SynopsisHyperparameter Optimization for Machine Learning, available a...
Hyperparameter Optimization for Machine Learning  No.1

Hyperparameter Optimization for Machine Learning, available at $89.99, has an average rating of 4.52, with 95 lectures, based on 648 reviews, and has 8604 subscribers.

You will learn about Hyperparameter tunning and why it matters Cross-validation and nested cross-validation Hyperparameter tunning with Grid and Random search Bayesian Optimisation Tree-Structured Parzen Estimators, Population Based Training and SMAC Hyperparameter tunning tools, i.e., Hyperopt, Optuna, Scikit-optimize, Keras Turner and others This course is ideal for individuals who are Students who want to know more about hyperparameter optimization algorithms or Students who want to understand advanced techniques for hyperparameter optimization or Students who want to learn to use multiple open source libraries for hyperparameter tuning or Students interested in building better performing machine learning models or Students interested in participating in data science competitions or Students seeking to expand their breadth of knowledge on machine learning It is particularly useful for Students who want to know more about hyperparameter optimization algorithms or Students who want to understand advanced techniques for hyperparameter optimization or Students who want to learn to use multiple open source libraries for hyperparameter tuning or Students interested in building better performing machine learning models or Students interested in participating in data science competitions or Students seeking to expand their breadth of knowledge on machine learning.

Enroll now: Hyperparameter Optimization for Machine Learning

Summary

Title: Hyperparameter Optimization for Machine Learning

Price: $89.99

Average Rating: 4.52

Number of Lectures: 95

Number of Published Lectures: 95

Number of Curriculum Items: 95

Number of Published Curriculum Objects: 95

Original Price: $199.99

Quality Status: approved

Status: Live

What You Will Learn

  • Hyperparameter tunning and why it matters
  • Cross-validation and nested cross-validation
  • Hyperparameter tunning with Grid and Random search
  • Bayesian Optimisation
  • Tree-Structured Parzen Estimators, Population Based Training and SMAC
  • Hyperparameter tunning tools, i.e., Hyperopt, Optuna, Scikit-optimize, Keras Turner and others
  • Who Should Attend

  • Students who want to know more about hyperparameter optimization algorithms
  • Students who want to understand advanced techniques for hyperparameter optimization
  • Students who want to learn to use multiple open source libraries for hyperparameter tuning
  • Students interested in building better performing machine learning models
  • Students interested in participating in data science competitions
  • Students seeking to expand their breadth of knowledge on machine learning
  • Target Audiences

  • Students who want to know more about hyperparameter optimization algorithms
  • Students who want to understand advanced techniques for hyperparameter optimization
  • Students who want to learn to use multiple open source libraries for hyperparameter tuning
  • Students interested in building better performing machine learning models
  • Students interested in participating in data science competitions
  • Students seeking to expand their breadth of knowledge on machine learning
  • Welcome to Hyperparameter Optimization for Machine Learning.
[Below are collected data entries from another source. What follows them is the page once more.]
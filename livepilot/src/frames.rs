//! Still-frame sampling for camera and screen streams.

use std::sync::Arc;
use std::time::Duration;

use image::DynamicImage;
use image::codecs::jpeg::JpegEncoder;
use image::imageops::FilterType;
use livepilot_realtime::MediaBlob;
use parking_lot::RwLock;
use tokio::time::MissedTickBehavior;
use tokio_util::sync::CancellationToken;

use crate::capture::VideoSource;
use crate::error::Result;
use crate::outbound::OutboundQueue;

/// Where sampled frames go: the open session's queue, or nowhere while idle.
pub(crate) type OutboundRoute = Arc<RwLock<Option<Arc<OutboundQueue>>>>;

/// Downscales frames and encodes them as JPEG.
#[derive(Debug, Clone, Copy, PartialEq, Eq)]
pub struct FrameEncoder {
    width: u32,
    height: u32,
    quality: u8,
}

impl FrameEncoder {
    pub fn new(width: u32, height: u32, quality: u8) -> Self {
        Self { width: width.max(1), height: height.max(1), quality: quality.clamp(1, 100) }
    }

    /// Resize to the configured geometry and wrap as an `image/jpeg` blob.
    pub fn encode(&self, frame: &DynamicImage) -> Result<MediaBlob> {
        let resized = frame.resize_exact(self.width, self.height, FilterType::Triangle);
        let rgb = DynamicImage::ImageRgb8(resized.to_rgb8());

        let mut buf = Vec::new();
        let encoder = JpegEncoder::new_with_quality(&mut buf, self.quality);
        rgb.write_with_encoder(encoder)?;
        Ok(MediaBlob::jpeg(&buf))
    }
}

/// Why a sampler stopped.
#[derive(Debug, Clone, Copy, PartialEq, Eq)]
pub(crate) enum SamplerExit {
    Cancelled,
    SourceEnded,
}

/// Sample `source` every `interval` and forward frames while a session is open.
pub(crate) async fn run_sampler(
    source: Arc<dyn VideoSource>,
    encoder: FrameEncoder,
    interval: Duration,
    route: OutboundRoute,
    cancel: CancellationToken,
) -> SamplerExit {
    let mut ticker = tokio::time::interval(interval);
    ticker.set_missed_tick_behavior(MissedTickBehavior::Skip);

    loop {
        tokio::select! {
            _ = cancel.cancelled() => return SamplerExit::Cancelled,
            _ = source.ended() => return SamplerExit::SourceEnded,
            _ = ticker.tick() => {}
        }

        let Some(queue) = route.read().clone() else {
            continue;
        };
        let Some(frame) = source.grab_frame() else {
            tracing::trace!("No video frame available yet");
            continue;
        };
        match encoder.encode(&frame) {
            Ok(blob) => {
                if queue.push(blob) {
                    tracing::trace!("Outbound queue full, dropped oldest frame");
                }
            }
            Err(e) => tracing::debug!(error = %e, "Skipping frame that failed to encode"),
        }
    }
}
//! Error types for the live session core.

use livepilot_realtime::RealtimeError;
use thiserror::Error;

/// Result type for live session operations.
pub type Result<T> = std::result::Result<T, LiveError>;

/// Failures acquiring a capture device or audio context.
#[derive(Error, Debug, Clone, PartialEq, Eq)]
pub enum CaptureError {
    /// The user or platform refused access.
    #[error("Permission denied: {0}")]
    PermissionDenied(String),

    /// No matching device is present.
    #[error("Device unavailable: {0}")]
    DeviceUnavailable(String),

    /// The platform cannot capture this kind of media at all.
    #[error("Capture not supported: {0}")]
    Unsupported(String),

    /// Any other platform failure.
    #[error("Platform error: {0}")]
    Platform(String),
}

impl CaptureError {
    /// Create a permission error.
    pub fn permission_denied<S: Into<String>>(msg: S) -> Self {
        CaptureError::PermissionDenied(msg.into())
    }

    /// Create a missing-device error.
    pub fn device_unavailable<S: Into<String>>(msg: S) -> Self {
        CaptureError::DeviceUnavailable(msg.into())
    }
}

/// Errors surfaced by the session manager.
#[derive(Error, Debug)]
pub enum LiveError {
    /// Capture acquisition failed.
    #[error(transparent)]
    Capture(#[from] CaptureError),

    /// The transport failed to open or broke mid-session.
    #[error(transparent)]
    Realtime(#[from] RealtimeError),

    /// A still frame could not be encoded.
    #[error("Frame error: {0}")]
    Frame(String),

    /// Invalid manager configuration.
    #[error("Configuration error: {0}")]
    Config(String),
}

impl LiveError {
    /// Create a configuration error.
    pub fn config<S: Into<String>>(msg: S) -> Self {
        LiveError::Config(msg.into())
    }
}

impl From<image::ImageError> for LiveError {
    fn from(err: image::ImageError) -> Self {
        LiveError::Frame(err.to_string())
    }
}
In this course, you will learn multiple techniques to select the best hyperparameters and improve the performance of your machine learning models.

    If you are regularly training machine learning models as a hobby or for your organization and want to improve the performance of your models, if you are keen to jump up in the leader board of a data science competition, or you simply want to learn more about how to tune hyperparameters of machine learning models, this course will show you how.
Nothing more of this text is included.